** Opening Dataset extract block **

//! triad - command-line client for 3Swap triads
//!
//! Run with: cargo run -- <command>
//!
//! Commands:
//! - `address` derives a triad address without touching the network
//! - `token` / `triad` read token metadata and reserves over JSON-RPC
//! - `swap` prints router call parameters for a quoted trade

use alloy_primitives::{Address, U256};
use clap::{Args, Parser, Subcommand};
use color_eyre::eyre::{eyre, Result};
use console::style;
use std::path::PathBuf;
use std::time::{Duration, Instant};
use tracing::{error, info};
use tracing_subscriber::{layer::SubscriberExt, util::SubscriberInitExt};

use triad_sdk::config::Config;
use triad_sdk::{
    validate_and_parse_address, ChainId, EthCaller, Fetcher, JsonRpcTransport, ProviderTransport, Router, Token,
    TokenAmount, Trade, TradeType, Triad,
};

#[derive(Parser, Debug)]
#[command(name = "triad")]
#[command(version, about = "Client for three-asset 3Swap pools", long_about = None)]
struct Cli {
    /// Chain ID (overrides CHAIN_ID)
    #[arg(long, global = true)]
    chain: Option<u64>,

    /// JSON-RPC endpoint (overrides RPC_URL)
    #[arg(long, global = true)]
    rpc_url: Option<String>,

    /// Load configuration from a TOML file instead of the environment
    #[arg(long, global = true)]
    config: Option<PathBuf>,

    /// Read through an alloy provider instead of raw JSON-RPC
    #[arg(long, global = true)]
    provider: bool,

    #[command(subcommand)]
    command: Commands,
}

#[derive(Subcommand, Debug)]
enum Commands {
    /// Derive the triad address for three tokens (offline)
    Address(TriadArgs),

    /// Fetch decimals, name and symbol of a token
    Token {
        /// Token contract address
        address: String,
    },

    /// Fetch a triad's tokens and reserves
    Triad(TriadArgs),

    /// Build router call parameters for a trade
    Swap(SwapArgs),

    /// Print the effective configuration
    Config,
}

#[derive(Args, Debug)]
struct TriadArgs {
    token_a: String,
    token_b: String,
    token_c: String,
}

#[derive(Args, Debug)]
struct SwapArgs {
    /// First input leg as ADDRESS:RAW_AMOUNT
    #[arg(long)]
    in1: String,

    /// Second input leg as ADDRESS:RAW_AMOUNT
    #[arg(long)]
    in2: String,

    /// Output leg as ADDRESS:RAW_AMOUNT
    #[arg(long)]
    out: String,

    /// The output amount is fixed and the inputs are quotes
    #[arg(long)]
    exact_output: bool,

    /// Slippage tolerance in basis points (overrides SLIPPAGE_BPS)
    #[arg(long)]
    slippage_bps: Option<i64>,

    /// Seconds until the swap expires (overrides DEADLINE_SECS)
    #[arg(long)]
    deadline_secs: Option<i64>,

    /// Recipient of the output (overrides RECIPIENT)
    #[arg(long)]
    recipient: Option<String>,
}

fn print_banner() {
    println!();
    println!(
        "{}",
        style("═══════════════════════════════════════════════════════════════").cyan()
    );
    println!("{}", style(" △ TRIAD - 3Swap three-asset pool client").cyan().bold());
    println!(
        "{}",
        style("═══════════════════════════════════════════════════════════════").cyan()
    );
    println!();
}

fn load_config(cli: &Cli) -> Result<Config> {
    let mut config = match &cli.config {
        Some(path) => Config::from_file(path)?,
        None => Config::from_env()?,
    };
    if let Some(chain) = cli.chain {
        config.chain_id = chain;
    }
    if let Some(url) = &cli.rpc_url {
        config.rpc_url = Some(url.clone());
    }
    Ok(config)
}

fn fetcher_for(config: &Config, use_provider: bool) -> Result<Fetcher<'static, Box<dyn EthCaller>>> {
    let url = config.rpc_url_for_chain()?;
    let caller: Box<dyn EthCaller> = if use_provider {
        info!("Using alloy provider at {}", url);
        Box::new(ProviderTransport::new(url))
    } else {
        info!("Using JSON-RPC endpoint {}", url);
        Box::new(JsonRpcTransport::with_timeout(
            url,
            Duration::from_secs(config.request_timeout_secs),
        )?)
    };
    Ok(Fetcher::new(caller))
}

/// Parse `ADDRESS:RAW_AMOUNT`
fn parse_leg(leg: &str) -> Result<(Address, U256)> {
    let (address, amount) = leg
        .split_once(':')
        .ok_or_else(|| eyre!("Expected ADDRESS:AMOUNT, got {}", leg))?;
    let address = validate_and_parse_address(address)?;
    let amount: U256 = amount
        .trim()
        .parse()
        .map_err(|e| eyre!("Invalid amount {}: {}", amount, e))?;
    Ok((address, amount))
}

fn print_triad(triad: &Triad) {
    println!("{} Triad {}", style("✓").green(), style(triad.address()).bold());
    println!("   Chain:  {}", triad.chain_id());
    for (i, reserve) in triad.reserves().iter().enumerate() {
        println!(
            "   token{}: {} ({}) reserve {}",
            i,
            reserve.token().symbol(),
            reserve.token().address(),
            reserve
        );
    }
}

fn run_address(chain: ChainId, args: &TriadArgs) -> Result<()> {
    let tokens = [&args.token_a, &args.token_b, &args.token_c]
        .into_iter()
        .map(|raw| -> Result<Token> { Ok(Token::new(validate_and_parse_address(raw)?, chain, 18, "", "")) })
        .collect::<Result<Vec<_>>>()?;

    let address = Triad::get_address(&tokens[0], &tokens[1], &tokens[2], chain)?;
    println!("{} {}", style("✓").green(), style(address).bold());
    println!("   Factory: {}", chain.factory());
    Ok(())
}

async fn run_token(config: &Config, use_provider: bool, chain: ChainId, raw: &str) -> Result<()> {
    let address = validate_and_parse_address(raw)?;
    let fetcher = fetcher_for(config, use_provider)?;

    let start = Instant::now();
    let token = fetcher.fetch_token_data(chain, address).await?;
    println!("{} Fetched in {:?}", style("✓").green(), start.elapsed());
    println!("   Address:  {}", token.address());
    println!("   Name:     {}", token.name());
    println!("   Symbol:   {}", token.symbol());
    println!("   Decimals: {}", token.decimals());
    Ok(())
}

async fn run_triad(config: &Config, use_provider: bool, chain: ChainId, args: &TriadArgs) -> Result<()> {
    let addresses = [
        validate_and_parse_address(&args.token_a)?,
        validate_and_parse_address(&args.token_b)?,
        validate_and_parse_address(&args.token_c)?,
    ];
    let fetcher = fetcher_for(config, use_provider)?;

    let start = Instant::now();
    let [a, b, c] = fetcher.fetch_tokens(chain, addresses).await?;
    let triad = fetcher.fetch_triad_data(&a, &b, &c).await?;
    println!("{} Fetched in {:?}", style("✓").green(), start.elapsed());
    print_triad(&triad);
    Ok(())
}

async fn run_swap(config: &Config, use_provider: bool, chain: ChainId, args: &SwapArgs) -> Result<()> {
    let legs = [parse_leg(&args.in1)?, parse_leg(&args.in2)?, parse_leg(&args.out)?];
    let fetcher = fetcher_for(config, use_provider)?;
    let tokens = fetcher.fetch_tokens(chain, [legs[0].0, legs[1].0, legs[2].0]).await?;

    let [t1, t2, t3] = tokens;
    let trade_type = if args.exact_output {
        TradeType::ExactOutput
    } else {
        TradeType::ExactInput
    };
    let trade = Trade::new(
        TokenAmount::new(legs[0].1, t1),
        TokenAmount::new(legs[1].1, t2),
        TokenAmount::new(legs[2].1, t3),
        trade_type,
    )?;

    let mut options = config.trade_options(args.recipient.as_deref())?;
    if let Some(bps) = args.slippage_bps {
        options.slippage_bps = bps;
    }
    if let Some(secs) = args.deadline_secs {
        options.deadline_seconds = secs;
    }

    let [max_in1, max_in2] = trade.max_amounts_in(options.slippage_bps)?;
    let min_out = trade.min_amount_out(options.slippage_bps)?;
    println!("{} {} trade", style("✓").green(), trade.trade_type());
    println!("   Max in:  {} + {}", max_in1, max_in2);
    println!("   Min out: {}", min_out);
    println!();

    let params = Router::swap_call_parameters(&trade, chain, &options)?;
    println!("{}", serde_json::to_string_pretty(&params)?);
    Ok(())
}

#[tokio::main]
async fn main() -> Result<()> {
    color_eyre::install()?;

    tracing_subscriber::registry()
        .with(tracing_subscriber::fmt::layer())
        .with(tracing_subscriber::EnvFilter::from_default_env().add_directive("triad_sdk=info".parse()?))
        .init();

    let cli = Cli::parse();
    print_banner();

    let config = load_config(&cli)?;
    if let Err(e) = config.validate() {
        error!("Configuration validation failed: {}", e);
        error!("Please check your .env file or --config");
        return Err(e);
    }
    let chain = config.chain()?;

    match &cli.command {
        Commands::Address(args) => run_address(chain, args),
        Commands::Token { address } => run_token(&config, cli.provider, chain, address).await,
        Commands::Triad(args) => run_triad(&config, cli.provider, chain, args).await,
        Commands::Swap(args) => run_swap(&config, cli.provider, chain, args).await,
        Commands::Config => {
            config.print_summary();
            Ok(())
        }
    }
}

** Closing Dataset extract block **

Every line containing the string "reserves" should be pulled from the listing and copied.

//! - `token` / `triad` read token metadata and reserves over JSON-RPC
    /// Fetch a triad's tokens and reserves
    for (i, reserve) in triad.reserves().iter().enumerate() {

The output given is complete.